▸ Records excerpted from a collection
* * * * *

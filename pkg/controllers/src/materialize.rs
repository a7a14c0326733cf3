//! Pure derivation of the child resources of an AppService.

use pkg_constants::controller::{APP_LABEL, APPSERVICE_API_VERSION, APPSERVICE_KIND};
use pkg_types::appservice::AppService;
use pkg_types::deployment::{Deployment, DeploymentSpec};
use pkg_types::meta::{ObjectMeta, OwnerReference};
use pkg_types::pod::{ContainerPort, ContainerSpec, PodTemplateSpec};
use pkg_types::service::{Service, ServiceSpec, ServiceType};
use std::collections::BTreeMap;

/// `{app: <name>}`, used as label and selector on both children.
pub fn app_labels(app: &AppService) -> BTreeMap<String, String> {
    BTreeMap::from([(APP_LABEL.to_string(), app.metadata.name.clone())])
}

pub fn owner_reference(app: &AppService) -> OwnerReference {
    OwnerReference {
        api_version: APPSERVICE_API_VERSION.to_string(),
        kind: APPSERVICE_KIND.to_string(),
        name: app.metadata.name.clone(),
        uid: app.metadata.uid.clone(),
        controller: true,
    }
}

/// Workload spec: one container named after the app, one port per service target port.
pub fn materialize_workload(app: &AppService) -> DeploymentSpec {
    let container = ContainerSpec {
        name: app.metadata.name.clone(),
        image: app.spec.image.clone(),
        ports: app
            .spec
            .ports
            .iter()
            .map(|p| ContainerPort {
                container_port: p.target_port,
                protocol: p.protocol,
            })
            .collect(),
        env: app.spec.env.clone(),
        resources: app.spec.resources.clone(),
    };

    DeploymentSpec {
        replicas: app.spec.size,
        selector: app_labels(app),
        template: PodTemplateSpec {
            labels: app_labels(app),
            containers: vec![container],
        },
    }
}

/// Endpoint spec. `assigned_cluster_ip` is whatever the live Service already
/// carries; it is copied forward untouched.
pub fn materialize_endpoint(app: &AppService, assigned_cluster_ip: Option<&str>) -> ServiceSpec {
    ServiceSpec {
        service_type: ServiceType::NodePort,
        cluster_ip: assigned_cluster_ip.map(str::to_string),
        ports: app.spec.ports.clone(),
        selector: app_labels(app),
    }
}

fn child_metadata(app: &AppService) -> ObjectMeta {
    let mut meta = ObjectMeta::new(&app.metadata.namespace, &app.metadata.name);
    meta.labels = app_labels(app);
    meta.owner_references = vec![owner_reference(app)];
    meta
}

/// A Deployment ready to be created for `app`.
pub fn new_workload(app: &AppService) -> Deployment {
    Deployment {
        metadata: child_metadata(app),
        spec: materialize_workload(app),
    }
}

/// A Service ready to be created for `app`; the store allocates its address.
pub fn new_endpoint(app: &AppService) -> Service {
    Service {
        metadata: child_metadata(app),
        spec: materialize_endpoint(app, None),
    }
}

#[cfg(test)]
mod tests {
    use super::*;
    use pkg_types::appservice::AppServiceSpec;
    use pkg_types::pod::{EnvVar, Protocol, ResourceRequirements};
    use pkg_types::service::ServicePort;

    fn make_app() -> AppService {
        let mut app = AppService::new(
            "default",
            "web",
            AppServiceSpec {
                size: 3,
                image: "nginx:1.25".to_string(),
                resources: ResourceRequirements::default(),
                env: vec![EnvVar {
                    name: "MODE".to_string(),
                    value: "prod".to_string(),
                }],
                ports: vec![
                    ServicePort {
                        name: "http".to_string(),
                        protocol: Protocol::TCP,
                        port: 80,
                        target_port: 8080,
                        node_port: None,
                    },
                    ServicePort {
                        name: "dns".to_string(),
                        protocol: Protocol::UDP,
                        port: 53,
                        target_port: 5353,
                        node_port: Some(30053),
                    },
                ],
            },
        );
        app.metadata.uid = "uid-web".to_string();
        app
    }

    #[test]
    fn workload_mirrors_spec() {
        let app = make_app();
        let spec = materialize_workload(&app);

        assert_eq!(spec.replicas, 3);
        assert_eq!(spec.selector.get("app").map(String::as_str), Some("web"));
        assert_eq!(spec.template.labels, spec.selector);
        assert_eq!(spec.template.containers.len(), 1);

        let container = &spec.template.containers[0];
        assert_eq!(container.name, "web");
        assert_eq!(container.image, "nginx:1.25");
        assert_eq!(container.env, app.spec.env);
        assert_eq!(
            container.ports,
            vec![
                ContainerPort {
                    container_port: 8080,
                    protocol: Protocol::TCP,
                },
                ContainerPort {
                    container_port: 5353,
                    protocol: Protocol::UDP,
                },
            ]
        );
    }

    #[test]
    fn endpoint_copies_ports_and_retains_address() {
        let app = make_app();
        let spec = materialize_endpoint(&app, Some("10.43.0.17"));

        assert_eq!(spec.service_type, ServiceType::NodePort);
        assert_eq!(spec.cluster_ip.as_deref(), Some("10.43.0.17"));
        assert_eq!(spec.ports, app.spec.ports);
        assert_eq!(spec.selector, app_labels(&app));

        assert!(materialize_endpoint(&app, None).cluster_ip.is_none());
    }

    #[test]
    fn materialization_is_deterministic_and_pure() {
        let app = make_app();
        let before = app.clone();

        let a = serde_json::to_vec(&materialize_workload(&app)).unwrap();
        let b = serde_json::to_vec(&materialize_workload(&app)).unwrap();
        assert_eq!(a, b);

        let a = serde_json::to_vec(&materialize_endpoint(&app, Some("10.43.0.2"))).unwrap();
        let b = serde_json::to_vec(&materialize_endpoint(&app, Some("10.43.0.2"))).unwrap();
        assert_eq!(a, b);

        assert_eq!(app, before);
    }

    #[test]
    fn new_children_point_back_at_parent() {
        let app = make_app();
        let workload = new_workload(&app);
        let endpoint = new_endpoint(&app);

        for meta in [&workload.metadata, &endpoint.metadata] {
            assert_eq!(meta.name, "web");
            assert_eq!(meta.namespace, "default");
            assert_eq!(meta.labels, app_labels(&app));
            let owner = meta.controller_owner().unwrap();
            assert_eq!(owner.kind, "AppService");
            assert_eq!(owner.api_version, "app.ydzs.io/v1beta1");
            assert_eq!(owner.uid, "uid-web");
        }
        assert!(endpoint.spec.cluster_ip.is_none());
    }
}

* * * * *

▸ Work to be completed
Copy the records out again word for word.

▸ Written answer
filename pkg/controllers/src/materialize.rs
repository a7a14c0326733cf3
//! Pure derivation of the child resources of an AppService.

use pkg_constants::controller::{APP_LABEL, APPSERVICE_API_VERSION, APPSERVICE_KIND};
use pkg_types::appservice::AppService;
use pkg_types::deployment::{Deployment, DeploymentSpec};
use pkg_types::meta::{ObjectMeta, OwnerReference};
use pkg_types::pod::{ContainerPort, ContainerSpec, PodTemplateSpec};
use pkg_types::service::{Service, ServiceSpec, ServiceType};
use std::collections::BTreeMap;

/// `{app: <name>}`, used as label and selector on both children.
pub fn app_labels(app: &AppService) -> BTreeMap<String, String> {
    BTreeMap::from([(APP_LABEL.to_string(), app.metadata.name.clone())])
}

pub fn owner_reference(app: &AppService) -> OwnerReference {
    OwnerReference {
        api_version: APPSERVICE_API_VERSION.to_string(),
        kind: APPSERVICE_KIND.to_string(),
        name: app.metadata.name.clone(),
        uid: app.metadata.uid.clone(),
        controller: true,
    }
}

/// Workload spec: one container named after the app, one port per service target port.
pub fn materialize_workload(app: &AppService) -> DeploymentSpec {
    let container = ContainerSpec {
        name: app.metadata.name.clone(),
        image: app.spec.image.clone(),
        ports: app
            .spec
            .ports
            .iter()
            .map(|p| ContainerPort {
                container_port: p.target_port,
                protocol: p.protocol,
            })
            .collect(),
        env: app.spec.env.clone(),
        resources: app.spec.resources.clone(),
    };

    DeploymentSpec {
        replicas: app.spec.size,
        selector: app_labels(app),
        template: PodTemplateSpec {
            labels: app_labels(app),
            containers: vec![container],
        },
    }
}

/// Endpoint spec. `assigned_cluster_ip` is whatever the live Service already
/// carries; it is copied forward untouched.
pub fn materialize_endpoint(app: &AppService, assigned_cluster_ip: Option<&str>) -> ServiceSpec {
    ServiceSpec {
        service_type: ServiceType::NodePort,
        cluster_ip: assigned_cluster_ip.map(str::to_string),
        ports: app.spec.ports.clone(),
        selector: app_labels(app),
    }
}

fn child_metadata(app: &AppService) -> ObjectMeta {
    let mut meta = ObjectMeta::new(&app.metadata.namespace, &app.metadata.name);
    meta.labels = app_labels(app);
    meta.owner_references = vec![owner_reference(app)];
    meta
}

/// A Deployment ready to be created for `app`.
pub fn new_workload(app: &AppService) -> Deployment {
    Deployment {
        metadata: child_metadata(app),
        spec: materialize_workload(app),
    }
}

/// A Service ready to be created for `app`; the store allocates its address.
pub fn new_endpoint(app: &AppService) -> Service {
    Service {
        metadata: child_metadata(app),
        spec: materialize_endpoint(app, None),
    }
}

#[cfg(test)]
mod tests {
    use super::*;
    use pkg_types::appservice::AppServiceSpec;
    use pkg_types::pod::{EnvVar, Protocol, ResourceRequirements};
    use pkg_types::service::ServicePort;

    fn make_app() -> AppService {
        let mut app = AppService::new(
            "default",
            "web",
            AppServiceSpec {
                size: 3,
                image: "nginx:1.25".to_string(),
                resources: ResourceRequirements::default(),
                env: vec![EnvVar {
                    name: "MODE".to_string(),
                    value: "prod".to_string(),
                }],
                ports: vec![
                    ServicePort {
                        name: "http".to_string(),
                        protocol: Protocol::TCP,
                        port: 80,
                        target_port: 8080,
                        node_port: None,
                    },
                    ServicePort {
                        name: "dns".to_string(),
                        protocol: Protocol::UDP,
                        port: 53,
                        target_port: 5353,
                        node_port: Some(30053),
                    },
                ],
            },
        );
        app.metadata.uid = "uid-web".to_string();
        app
    }

    #[test]
    fn workload_mirrors_spec() {
        let app = make_app();
        let spec = materialize_workload(&app);

        assert_eq!(spec.replicas, 3);
        assert_eq!(spec.selector.get("app").map(String::as_str), Some("web"));
        assert_eq!(spec.template.labels, spec.selector);
        assert_eq!(spec.template.containers.len(), 1);

        let container = &spec.template.containers[0];
        assert_eq!(container.name, "web");
        assert_eq!(container.image, "nginx:1.25");
        assert_eq!(container.env, app.spec.env);
        assert_eq!(
            container.ports,
            vec![
                ContainerPort {
                    container_port: 8080,
                    protocol: Protocol::TCP,
                },
                ContainerPort {
                    container_port: 5353,
                    protocol: Protocol::UDP,
                },
            ]
        );
    }

    #[test]
    fn endpoint_copies_ports_and_retains_address() {
        let app = make_app();
        let spec = materialize_endpoint(&app, Some("10.43.0.17"));

        assert_eq!(spec.service_type, ServiceType::NodePort);
        assert_eq!(spec.cluster_ip.as_deref(), Some("10.43.0.17"));
        assert_eq!(spec.ports, app.spec.ports);
        assert_eq!(spec.selector, app_labels(&app));

        assert!(materialize_endpoint(&app, None).cluster_ip.is_none());
    }

    #[test]
    fn materialization_is_deterministic_and_pure() {
        let app = make_app();
        let before = app.clone();

        let a = serde_json::to_vec(&materialize_workload(&app)).unwrap();
        let b = serde_json::to_vec(&materialize_workload(&app)).unwrap();
        assert_eq!(a, b);

        let a = serde_json::to_vec(&materialize_endpoint(&app, Some("10.43.0.2"))).unwrap();
        let b = serde_json::to_vec(&materialize_endpoint(&app, Some("10.43.0.2"))).unwrap();
        assert_eq!(a, b);

        assert_eq!(app, before);
    }

    #[test]
    fn new_children_point_back_at_parent() {
        let app = make_app();
        let workload = new_workload(&app);
        let endpoint = new_endpoint(&app);

        for meta in [&workload.metadata, &endpoint.metadata] {
            assert_eq!(meta.name, "web");
            assert_eq!(meta.namespace, "default");
            assert_eq!(meta.labels, app_labels(&app));
            let owner = meta.controller_owner().unwrap();
            assert_eq!(owner.kind, "AppService");
            assert_eq!(owner.api_version, "app.ydzs.io/v1beta1");
            assert_eq!(owner.uid, "uid-web");
        }
        assert!(endpoint.spec.cluster_ip.is_none());
    }
}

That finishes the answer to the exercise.